Ahead of us loomed the saffron yellow smog that covers Manhattan like a dome. The NO SMOKING light winked silently on the console above us.
“I was hoping I wouldn’t have to change planes,” my companion said presently. “But the Miami flight doesn’t leave for an hour and a half. I guess I’ll get off and walk around a bit, stretch my legs. I wonder how long customs’ll take.” He seemed to be talking more to himself than to me. Once more I regretted my impulsiveness in giving him Maude’s address. I was half tempted to make up some contagious disease for her, or a jealous husband. But then, quite likely he’d never call on her anyway; he hadn’t even bothered to write down the name. And if he did pay a call—well, I told myself, perhaps he’d unwind when he realized he was safe among friends. He might even turn out to be good company; after all, he and my sister were practically the same age.
As the plane gave up the struggle and sank deeper into the warm encircling air, passengers shut books and magazines, organized their belongings, and made last hurried forays to the bathroom to pat cold water on their faces. I wiped my spectacles and smoothed back what remained of my hair. My companion was staring out the window, the green Air Malay bag in his lap, his hands folded on it as if in prayer. We were already becoming strangers.

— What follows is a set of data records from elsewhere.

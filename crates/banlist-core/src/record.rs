//! Records as delivered by the store or the host, and actor id parsing.
//!
//! Only `event_id`, `room_id`, `type`, `state_key`, `sender` and `content`
//! are read; any other field of the incoming JSON is ignored.

use std::fmt;

use serde::{Deserialize, Serialize};
use serde_json::{Map, Value};

use crate::error::{BanlistError, Result};

/// Opaque record identity.
#[derive(Debug, Clone, PartialEq, Eq, Hash, Serialize, Deserialize, Default)]
#[serde(transparent)]
pub struct RecordId(pub String);

impl RecordId {
    /// Records with an empty id carry no identity.
    pub fn is_empty(&self) -> bool {
        self.0.is_empty()
    }
}

impl fmt::Display for RecordId {
    fn fmt(&self, f: &mut fmt::Formatter<'_>) -> fmt::Result {
        f.write_str(&self.0)
    }
}

/// One typed, keyed unit of data from a container.
///
/// Records without a `state_key` are ordinary events, not policy records.
#[derive(Debug, Clone, Serialize, Deserialize, Default)]
pub struct RawRecord {
    #[serde(default)]
    pub event_id: RecordId,
    #[serde(default)]
    pub room_id: String,
    #[serde(rename = "type", default)]
    pub record_type: String,
    #[serde(default)]
    pub state_key: Option<String>,
    #[serde(default)]
    pub sender: String,
    #[serde(default)]
    pub content: Map<String, Value>,
}

impl RawRecord {
    /// String field of `content`, if present and a string.
    pub fn content_str(&self, field: &str) -> Option<&str> {
        self.content.get(field).and_then(Value::as_str)
    }

    /// True when both records carry the same non-empty id.
    pub fn same_identity(&self, other: &RawRecord) -> bool {
        !self.event_id.is_empty() && self.event_id == other.event_id
    }

    /// True when `other` has the same type and key as `self`.
    pub fn same_slot(&self, other: &RawRecord) -> bool {
        self.state_key.is_some()
            && self.record_type == other.record_type
            && self.state_key == other.state_key
    }
}

/// A parsed `@localpart:domain` user id.
#[derive(Debug, Clone, PartialEq, Eq)]
pub struct UserId {
    raw: String,
    colon: usize,
}

impl UserId {
    pub fn parse(s: &str) -> Result<Self> {
        if !s.starts_with('@') {
            return Err(BanlistError::InvalidUserId(format!("{s} (missing '@' sigil)")));
        }
        let colon = s
            .find(':')
            .ok_or_else(|| BanlistError::InvalidUserId(format!("{s} (missing ':domain')")))?;
        Ok(Self {
            raw: s.to_string(),
            colon,
        })
    }

    pub fn as_str(&self) -> &str {
        &self.raw
    }

    pub fn localpart(&self) -> &str {
        &self.raw[1..self.colon]
    }

    pub fn domain(&self) -> &str {
        &self.raw[self.colon + 1..]
    }
}

impl fmt::Display for UserId {
    fn fmt(&self, f: &mut fmt::Formatter<'_>) -> fmt::Result {
        f.write_str(&self.raw)
    }
}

“Please return seat backs to the upright position,” ordered a disembodied voice. Out beyond the window, past the head now turned completely away from me, the ground rose to meet us and we bumped along the pavement, jets roaring in reverse. Already stewardesses were rushing up and down the aisles pulling coats and jackets from the overhead bins; executive types, ignoring instructions, were scrambling to their feet and thrashing into raincoats. Outside I could see uniformed figures moving back and forth in what promised to be a warm grey drizzle. “Well,” I said lamely, “we made it.” I got to my feet.